[Extracted data entries]
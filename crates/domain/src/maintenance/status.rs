use crate::error::{DomainError, Result};
use serde::{Deserialize, Serialize};
use std::str::FromStr;

/// Repair bench an order belongs to
#[derive(Debug, Clone, Copy, PartialEq, Eq, Hash, Serialize, Deserialize)]
#[serde(rename_all = "snake_case")]
pub enum MaintenanceType {
    /// Electric motor rewinding and repair
    Motor,
    /// Electronic board repair
    Board,
}

impl MaintenanceType {
    pub fn as_str(&self) -> &'static str {
        match self {
            Self::Motor => "motor",
            Self::Board => "board",
        }
    }
}

impl FromStr for MaintenanceType {
    type Err = DomainError;

    fn from_str(s: &str) -> Result<Self> {
        match s {
            "motor" => Ok(Self::Motor),
            "board" => Ok(Self::Board),
            other => Err(DomainError::InvalidValue(format!(
                "Unknown maintenance type: {other}"
            ))),
        }
    }
}

/// Ticket lifecycle
#[derive(Debug, Clone, Copy, PartialEq, Eq, Hash, Serialize, Deserialize, Default)]
#[serde(rename_all = "snake_case")]
pub enum MaintenanceStatus {
    #[default]
    Pending,
    InProgress,
    Completed,
}

impl MaintenanceStatus {
    pub fn as_str(&self) -> &'static str {
        match self {
            Self::Pending => "pending",
            Self::InProgress => "in_progress",
            Self::Completed => "completed",
        }
    }

    pub fn is_closed(&self) -> bool {
        matches!(self, Self::Completed)
    }
}

impl FromStr for MaintenanceStatus {
    type Err = DomainError;

    fn from_str(s: &str) -> Result<Self> {
        match s {
            "pending" => Ok(Self::Pending),
            "in_progress" => Ok(Self::InProgress),
            "completed" => Ok(Self::Completed),
            other => Err(DomainError::InvalidValue(format!(
                "Unknown maintenance status: {other}"
            ))),
        }
    }
}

EXERCISE PROMPT: Without omitting anything, output the entries exactly.

RESPONSE:
filename crates/domain/src/maintenance/status.rs
use crate::error::{DomainError, Result};
use serde::{Deserialize, Serialize};
use std::str::FromStr;

/// Repair bench an order belongs to
#[derive(Debug, Clone, Copy, PartialEq, Eq, Hash, Serialize, Deserialize)]
#[serde(rename_all = "snake_case")]
pub enum MaintenanceType {
    /// Electric motor rewinding and repair
    Motor,
    /// Electronic board repair
    Board,
}

impl MaintenanceType {
    pub fn as_str(&self) -> &'static str {
        match self {
            Self::Motor => "motor",
            Self::Board => "board",
        }
    }
}

impl FromStr for MaintenanceType {
    type Err = DomainError;

    fn from_str(s: &str) -> Result<Self> {
        match s {
            "motor" => Ok(Self::Motor),
            "board" => Ok(Self::Board),
            other => Err(DomainError::InvalidValue(format!(
                "Unknown maintenance type: {other}"
            ))),
        }
    }
}

/// Ticket lifecycle
#[derive(Debug, Clone, Copy, PartialEq, Eq, Hash, Serialize, Deserialize, Default)]
#[serde(rename_all = "snake_case")]
pub enum MaintenanceStatus {
    #[default]
    Pending,
    InProgress,
    Completed,
}

impl MaintenanceStatus {
    pub fn as_str(&self) -> &'static str {
        match self {
            Self::Pending => "pending",
            Self::InProgress => "in_progress",
            Self::Completed => "completed",
        }
    }

    pub fn is_closed(&self) -> bool {
        matches!(self, Self::Completed)
    }
}

impl FromStr for MaintenanceStatus {
    type Err = DomainError;

    fn from_str(s: &str) -> Result<Self> {
        match s {
            "pending" => Ok(Self::Pending),
            "in_progress" => Ok(Self::InProgress),
            "completed" => Ok(Self::Completed),
            other => Err(DomainError::InvalidValue(format!(
                "Unknown maintenance status: {other}"
            ))),
        }
    }
}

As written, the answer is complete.